Белла Абрамовна замолчала. А я подумал о том, что мы все подчас устроены совершенно аляповато. Стараемся уводить из «ближайшей» памяти на второй или третий план грустное прошлое. Видно, так спокойнее для души.
Б. Дижур, живя в годы войны в Свердловске, дважды получала с фронта похоронки на своего сына — скульптора Эрнста Неизвестного. «Но он выжил, — сказала мне она. — Разве это не счастье для матери?».
Ее жутко травили в послевоенные годы — во время борьбы с «безродным космополитизмом». Тогда «под раздачу» попали едва ли не все деятели культуры еврейского происхождения: писатели, музыканты, художники.
Дижур тоже досталось по полной от зубодробительной критики советской прессы — за то, что она пишет «слащавую» лирику в то время, когда советская страна залечивает себя от ран, нанесенных войной. То, что люди хотели жить не только кубометрами, тоннами и прочими результатами труда, в расчет не принималось. И партийная печать старалась вовсю. «Космополитам безразличны интересы их страны. Да и с нею ли они?» — вопрошал в 1949 году «Уральский рабочий». «Но ведь не уничтожили же физически, — грустно улыбнулась Белла Абрамовна. — И даже не исключили из Союза писателей».

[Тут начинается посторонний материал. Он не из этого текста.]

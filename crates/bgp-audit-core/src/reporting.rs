//! Machine-readable run summary (`--summary-json`).

use chrono::{DateTime, Utc};
use serde::{Deserialize, Serialize};
use std::path::Path;
use uuid::Uuid;

use crate::coordinator::{AuditRun, RunSummary};
use crate::domain::{AuditResult, WriteError};
use crate::rules::RuleSet;

pub const SUMMARY_SCHEMA_VERSION: &str = "1";

/// Rule set identity recorded alongside the results.
#[derive(Debug, Clone, Serialize, Deserialize, PartialEq)]
pub struct RuleSetArtifact {
    pub version: u32,
    pub digest: String,
    pub rules: usize,
}

/// Persisted summary of one audit run.
#[derive(Debug, Clone, Serialize, Deserialize, PartialEq)]
pub struct RunSummaryArtifact {
    pub schema_version: String,
    pub run_id: Uuid,
    pub started_at: DateTime<Utc>,
    pub duration_ms: u64,
    pub cancelled: bool,
    pub timed_out: bool,
    pub rule_set: RuleSetArtifact,
    pub summary: RunSummary,
    pub results: Vec<AuditResult>,
}

impl RunSummaryArtifact {
    pub fn new(run: &AuditRun, rules: &RuleSet) -> Self {
        Self {
            schema_version: SUMMARY_SCHEMA_VERSION.to_string(),
            run_id: run.run_id,
            started_at: run.started_at,
            duration_ms: run.duration.as_millis() as u64,
            cancelled: run.cancelled,
            timed_out: run.timed_out,
            rule_set: RuleSetArtifact {
                version: rules.version(),
                digest: rules.digest(),
                rules: rules.len(),
            },
            summary: run.summary(),
            results: run.results.clone(),
        }
    }
}

/// Write the summary as pretty JSON.
pub fn write_run_summary_json(path: &Path, artifact: &RunSummaryArtifact) -> Result<(), WriteError> {
    let content = serde_json::to_string_pretty(artifact).map_err(|e| WriteError::Serialize {
        what: "run summary".to_string(),
        detail: e.to_string(),
    })?;
    std::fs::write(path, content).map_err(|e| WriteError::io(path, e))?;
    Ok(())
}
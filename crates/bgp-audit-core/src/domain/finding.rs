//! Fetched configuration text and the findings produced from it.

use chrono::{DateTime, Utc};
use serde::{Deserialize, Serialize};

/// Configuration text captured from one device during one run.
///
/// Owned by the worker that fetched it until handed to the rule engine;
/// never mutated after creation.
#[derive(Debug, Clone, PartialEq, Eq, Serialize, Deserialize)]
pub struct RawConfig {
    pub hostname: String,
    pub text: String,
    pub fetched_at: DateTime<Utc>,
}

impl RawConfig {
    pub fn new(hostname: impl Into<String>, text: impl Into<String>) -> Self {
        Self {
            hostname: hostname.into(),
            text: text.into(),
            fetched_at: Utc::now(),
        }
    }
}

/// A single best practice missing from a device's configuration.
#[derive(Debug, Clone, PartialEq, Eq, Serialize, Deserialize)]
pub struct Finding {
    pub hostname: String,
    /// Id of the rule that produced this finding.
    pub rule_id: String,
    pub recommendation: String,
}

Мне кажется, просто не успели. А потом за нее заступился Бажов…
Свезло, что и говорить.
Ее долго не печатали. А потом начали, и очень активно. В советское время у свердловской писательницы Дижур вышло полтора десятка книг — в основном для детей, стихи и проза. Причем многие из них в Москве. «И кто скажет, что мне не улыбнулось счастье?» — вновь заметила она. Потом, когда в начале 80-х она собралась в Америку к сыну Эрику — к тому времени ставшему всемирно известным скульптором, — ее почти десять лет продержали «в отказе». «Но ведь выпустили, — и Дижур вновь улыбнулась. — Значит, я все-таки счастливая».
Правда, для этого пришлось переехать из Свердловска в Ригу. Оттуда в советские годы выпускали чуть полегче.
А мне в момент нашего разговора вспомнилось, как давным-давно Белла Абрамовна подарила мне свою книжку «От подножья до вершины». Что-то вроде заметок о геологии для маленьких. Эта книжка и сегодня хранится в дачной библиотечке, ее цветная обложка по-прежнему у меня перед глазами. «Вике — для вашего малыша», — подписала эту книжку Дижур.
Вика — это моя мама. Ей, возглавлявшей в свердловской «Вечерке» отдел культуры, Белла Абрамовна приносила для публикации заметки и стихи. А малыш — это я. Мне было тогда шесть лет.
«Я помню, что вы взяли, Дима, эту книжку, деловито посмотрели на нее и сказали, что тоже будете писать рассказы. Пишете?»
— Нет, Белла Абрамовна, пишу только научные книжки и статьи.
— Ну, тоже нужно, — Дижур, химик по своей первоначальной профессии, с иронией бросила на меня свой взгляд. — Хотя кто сказал, что заниматься наукой в России безопаснее, чем литературой. И тем, и другим доставалось. Помню все это…
Она и правда помнила все, что было в ее жизни. И в отличие от огромного большинства ее сверстников, помнила не только далекое прошлое, но и то, что происходило с ней месяц назад. Ясностью ее мышления восхищался Евгений Евтушенко, написавший предисловие к ее поэтической книжке, изданной уже в Америке. И Миша Брусиловский, художник, чье творчество еще при его жизни перешагнуло не только пределы Екатеринбурга, но и России, восхищался тоже.
В отношении своей памяти она точно была богоизбранным человеком. Память начала сдавать, когда возраст Дижур уже перевалил за сотню. Вновь оказавшись в Америке в начале 2000-х, позвонил ей, и мы поговорили. Б. Дижур и сама призналась, что многое забывает, да и в голосе ее уже ощущалась сильная усталость. Но все равно это было потрясающе: говорить женщиной, помнившей большевистский переворот! Напроситься вновь к ней в гости я постеснялся. Не хотелось услышать ее отказа.
Об одном жалею. О том, что во время нашего первого разговора не вел никаких записей. И диктофона у меня с собой не было. Тогда казалось: да ладно, не бог весть о чем говорили. Так, о житейском. Сегодня думается уже по-другому.
Белла Абрамовна осталась для меня удивительно светлым человеком. Так явственно она несла в себе теплоту души! Дижур всю жизнь была открытой к людям и одновременно сильной. И очень мудрой. Это сочетание можно встретить редко даже в среде интеллигентных людей.
Наверное, именно поэтому мне остро не хватает ее сегодня.